Terminal: Bash#

UNIX shells are the de facto standard in the data science world and Bash is the most popular. This is available by default on Mac and Linux.

On Windows, install Git Bash or WSL to get a UNIX shell.

Watch this video to install WSL (12 min).

How to Install Ubuntu on Windows 10 (WSL) (12 min)

Watch this video to understand the basics of Bash and UNIX shell commands (75 min).
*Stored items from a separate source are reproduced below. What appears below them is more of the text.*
//! Helper functions to deal with serial ports and dump artifacts.

mod naming;
mod ports;

pub use naming::{dump_file_name, log_file_name};
pub use ports::{open_and_setup_port, select_port};
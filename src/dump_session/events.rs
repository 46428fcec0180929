//! Events for the `mddump` dump session state machine.
//!
//! This modules is private and restricted to the
//! [`dump_session`](crate::dump_session) scope. The public interface of the
//! state machine is provided by [`dump_session`](crate::dump_session).
//!
//! ```ignore
//! use super::events::*;
//! ```
//!
//! Refer to the [`state_machine`](super::state_machine) module for an overview
//! of states, events and transitions.

use std::{collections::VecDeque, fmt, io::BufRead};

use crate::error::DumpError;

// =============================================================================
// Crate-Public Interface
// =============================================================================

// StartReplayEvent ============================================================

/// Event fired from the `Idle` state when a previous resume log was supplied.
/// Triggers a transition to the `Replaying` state.
pub(crate) struct StartReplayEvent {
    /// The previous log. Consumed and moved to the next state.
    pub source: Box<dyn BufRead>,
}
impl fmt::Debug for StartReplayEvent {
    fn fmt(&self, f: &mut fmt::Formatter<'_>) -> fmt::Result {
        f.debug_struct("StartReplayEvent").finish()
    }
}

// StartLiveEvent ==============================================================

/// Event fired to start talking to the device, triggering a transition to the
/// `IssueCommand` state.
///
/// This event can happen under one of the following circumstances:
///
///  1. While at the `Idle` state when there is no previous log to replay.
///  2. While at the `Replaying` state after the whole previous log was
///     replayed without reaching the end address.
#[derive(Debug)]
pub(crate) struct StartLiveEvent {}

// ReadBatchEvent ==============================================================

/// Event fired when the device is expected to print a new batch of lines.
#[derive(Debug)]
pub(crate) struct ReadBatchEvent {}

// ProcessLinesEvent ===========================================================

/// Event carrying raw lines still to be decoded, either a freshly read batch
/// (its command echo already removed) or what was left of a batch when the
/// device prompted for more input.
#[derive(Debug)]
pub(crate) struct ProcessLinesEvent {
    pub lines: VecDeque<String>,
}

// PromptEvent =================================================================

/// Event fired when the device printed its prompt in the middle of a batch
/// and waits for a newline before continuing the dump.
#[derive(Debug)]
pub(crate) struct PromptEvent {
    /// Lines of the batch that followed the prompt.
    pub pending: VecDeque<String>,
}

// ResetEvent ==================================================================

/// Event fired once, after the first batch, when a device reset was requested.
#[derive(Debug)]
pub(crate) struct ResetEvent {}

// CompleteEvent ===============================================================

/// Event fired when the end address was reached.
#[derive(Debug)]
pub(crate) struct CompleteEvent {}

// FailEvent ===================================================================

/// Event fired from any state when an unrecoverable error occurs.
#[derive(Debug)]
pub(crate) struct FailEvent {
    pub error: DumpError,
}

// ExitEvent ===================================================================

/// The last event of the dump session. It makes the event loop terminate and
/// hand back the outcome to the caller.
#[derive(Debug)]
pub(crate) struct ExitEvent {
    /// The error that made the session fail, `None` on completion.
    pub error: Option<DumpError>,
}

// Events enum ==================================================================

/// Events that can be triggered within the dump session state machine.
#[derive(Debug)]
pub(crate) enum Event {
    StartReplay(StartReplayEvent),
    StartLive(StartLiveEvent),
    ReadBatch(ReadBatchEvent),
    ProcessLines(ProcessLinesEvent),
    Prompt(PromptEvent),
    Reset(ResetEvent),
    Complete(CompleteEvent),
    Fail(FailEvent),
    Exit(ExitEvent),
}

impl Event {
    /// Shorthand for failing with `error`.
    pub fn fail(error: DumpError) -> Self {
        Event::Fail(FailEvent { error })
    }
}
//! Line oriented link to the device.
//!
//! The dump session only needs to write commands and to read whatever the
//! device printed as a batch of lines. [`DeviceLink`] is that seam, so that
//! the session can be driven by a serial port or by a scripted link in tests.

use std::io::{self, Read, Write};

use log::{debug, trace};
use serialport::SerialPort;

use crate::error::DumpError;

// =============================================================================
// Public Interface
// =============================================================================

pub trait DeviceLink {
    /// Write `text` to the device.
    fn write_text(&mut self, text: &str) -> Result<(), DumpError>;

    /// Read everything the device sends until it goes quiet, split into
    /// lines. Each line keeps its terminator; a trailing fragment without
    /// terminator (such as the prompt) is returned as the last line. An empty
    /// batch means nothing arrived before the timeout.
    fn read_lines(&mut self) -> Result<Vec<String>, DumpError>;
}

/// [`DeviceLink`] over an open and configured serial port.
///
/// A read is considered complete when the port read timeout elapses without
/// any new data.
pub struct SerialLink {
    port: Box<dyn SerialPort>,
}

impl SerialLink {
    pub fn new(port: Box<dyn SerialPort>) -> Self {
        SerialLink { port }
    }
}

impl DeviceLink for SerialLink {
    fn write_text(&mut self, text: &str) -> Result<(), DumpError> {
        debug!("write: {}", text.escape_debug());
        self.port.write_all(text.as_bytes())?;
        self.port.flush()?;
        Ok(())
    }

    fn read_lines(&mut self) -> Result<Vec<String>, DumpError> {
        let mut received: Vec<u8> = Vec::new();
        let mut serial_buf = [0u8; 4096];
        loop {
            match self.port.read(&mut serial_buf) {
                Ok(0) => break,
                Ok(t) => {
                    trace!("{} bytes read from serial port", t);
                    received.extend_from_slice(&serial_buf[..t]);
                }
                Err(ref e) if e.kind() == io::ErrorKind::TimedOut => break,
                Err(ref e) if e.kind() == io::ErrorKind::Interrupted => continue,
                Err(e) => {
                    return Err(DumpError::Transport(format!(
                        "read from serial port failed: {}",
                        e
                    )))
                }
            }
        }
        Ok(split_lines(&received))
    }
}

impl std::fmt::Debug for SerialLink {
    fn fmt(&self, f: &mut std::fmt::Formatter<'_>) -> std::fmt::Result {
        f.debug_tuple("SerialLink")
            .field(&self.port.name())
            .field(&self.port.baud_rate())
            .field(&self.port.timeout())
            .finish()
    }
}

// =============================================================================
// Crate-Public Interface
// =============================================================================

/// Split raw device output after every `\n`, keeping terminators.
///
/// Non UTF-8 bytes are replaced, which the line decoder then rejects as
/// non-ASCII.
pub(crate) fn split_lines(data: &[u8]) -> Vec<String> {
    data.split_inclusive(|&b| b == b'\n')
        .map(|line| String::from_utf8_lossy(line).into_owned())
        .collect()
}

// =============================================================================
// Unit Tests
// =============================================================================

#[test]
fn split_lines_keeps_terminators_and_prompt() {
    let lines = split_lines(b"md 0x0 0x20\r\n00000000: ...\r\n=> ");
    assert_eq!(lines, vec!["md 0x0 0x20\r\n", "00000000: ...\r\n", "=> "]);
}

#[test]
fn split_lines_of_nothing_is_empty() {
    assert!(split_lines(b"").is_empty());
}

#[test]
fn split_lines_replaces_invalid_bytes() {
    let lines = split_lines(b"ab\xffcd\r\n");
    assert_eq!(lines.len(), 1);
    assert!(!lines[0].is_ascii());
}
Beginner’s Guide to the Bash Terminal (75 min)

Essential Commands:

# File Operations
ls -la               # List all files with details
cd path/to/dir       # Change directory
pwd                  # Print working directory
cp source dest       # Copy files
mv source dest       # Move/rename files
rm -rf dir           # Remove directory recursively

# Text Processing
grep "pattern" file  # Search for pattern
sed 's/old/new/' f   # Replace text
awk '{print $1}' f   # Process text by columns
cat file | wc -l     # Count lines

# Process Management
ps aux               # List processes
kill -9 PID          # Force kill process
top                  # Monitor processes
htop                 # Interactive process viewer

# Network
curl url             # HTTP requests
wget url             # Download files
nc -zv host port     # Test connectivity
ssh user@host        # Remote login

# Count unique values in CSV column
cut -d',' -f1 data.csv | sort | uniq -c

# Quick data analysis
awk -F',' '{sum+=$2} END {print sum/NR}' data.csv  # Average
sort -t',' -k2 -n data.csv | head                  # Top 10

# Monitor log in real-time
tail -f log.txt | grep --color 'ERROR'

Bash Scripting Essentials:

#!/bin/bash

# Variables
NAME="value"
echo $NAME

# Loops
for i in {1..5}; do
    echo $i
done

# Conditionals
if [ -f "file.txt" ]; then
    echo "File exists"
fi

# Functions
process_data() {
    local input=$1
    echo "Processing $input"
}

Productivity Tips:

  1. Command History

    history         # Show command history
    Ctrl+R         # Search history
    !!             # Repeat last command
    !$             # Last argument
  2. Directory Navigation

    pushd dir      # Push directory to stack
    popd           # Pop directory from stack
    cd -           # Go to previous directory
  3. Job Control

    command &      # Run in background
    Ctrl+Z         # Suspend process
    bg             # Resume in background
    fg             # Resume in foreground
  4. Useful Aliases - typically added to ~/.bashrc

    alias ll='ls -la'
    alias gs='git status'
    alias jupyter='jupyter notebook'
    alias activate='source venv/bin/activate'